▸ WORK REQUIRED
Each record below should appear again exactly as written.

Dataset excerpts:
━━━━━━━━━━━━━━━━━━━━
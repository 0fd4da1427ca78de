//! # Metrics Registry
//!
//! Prometheus metrics registry setup and registration.

use anyhow::{Context, Result};
use prometheus::{Encoder, Registry, TextEncoder};
use std::sync::LazyLock;

/// Global Prometheus metrics registry
pub(crate) static REGISTRY: LazyLock<Registry> = LazyLock::new(Registry::new);

/// Register all metrics with the Prometheus registry
///
/// Prometheus `Registry::register()` takes ownership (`Box<dyn Collector>`),
/// so the metrics are cloned. Metrics share their state internally, so the
/// clone and the static report the same values.
#[allow(
    clippy::missing_errors_doc,
    reason = "Error documentation is provided in doc comments"
)]
pub fn register_metrics() -> Result<()> {
    super::controller_metrics::register_controller_metrics()?;
    super::processing_metrics::register_processing_metrics()?;
    Ok(())
}

/// Render every registered metric in the Prometheus text exposition format
pub fn gather_metrics() -> Result<String> {
    let encoder = TextEncoder::new();
    let mut buffer = Vec::new();
    encoder
        .encode(&REGISTRY.gather(), &mut buffer)
        .context("Failed to encode metrics")?;
    String::from_utf8(buffer).context("Metrics output is not valid UTF-8")
}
━━━━━━━━━━━━━━━━━━━━
▸ TASK SOLUTION
repository 0fd4da1427ca78de
//! # Metrics Registry
//!
//! Prometheus metrics registry setup and registration.

use anyhow::{Context, Result};
use prometheus::{Encoder, Registry, TextEncoder};
use std::sync::LazyLock;

/// Global Prometheus metrics registry
pub(crate) static REGISTRY: LazyLock<Registry> = LazyLock::new(Registry::new);

/// Register all metrics with the Prometheus registry
///
/// Prometheus `Registry::register()` takes ownership (`Box<dyn Collector>`),
/// so the metrics are cloned. Metrics share their state internally, so the
/// clone and the static report the same values.
#[allow(
    clippy::missing_errors_doc,
    reason = "Error documentation is provided in doc comments"
)]
pub fn register_metrics() -> Result<()> {
    super::controller_metrics::register_controller_metrics()?;
    super::processing_metrics::register_processing_metrics()?;
    Ok(())
}

/// Render every registered metric in the Prometheus text exposition format
pub fn gather_metrics() -> Result<String> {
    let encoder = TextEncoder::new();
    let mut buffer = Vec::new();
    encoder
        .encode(&REGISTRY.gather(), &mut buffer)
        .context("Failed to encode metrics")?;
    String::from_utf8(buffer).context("Metrics output is not valid UTF-8")
}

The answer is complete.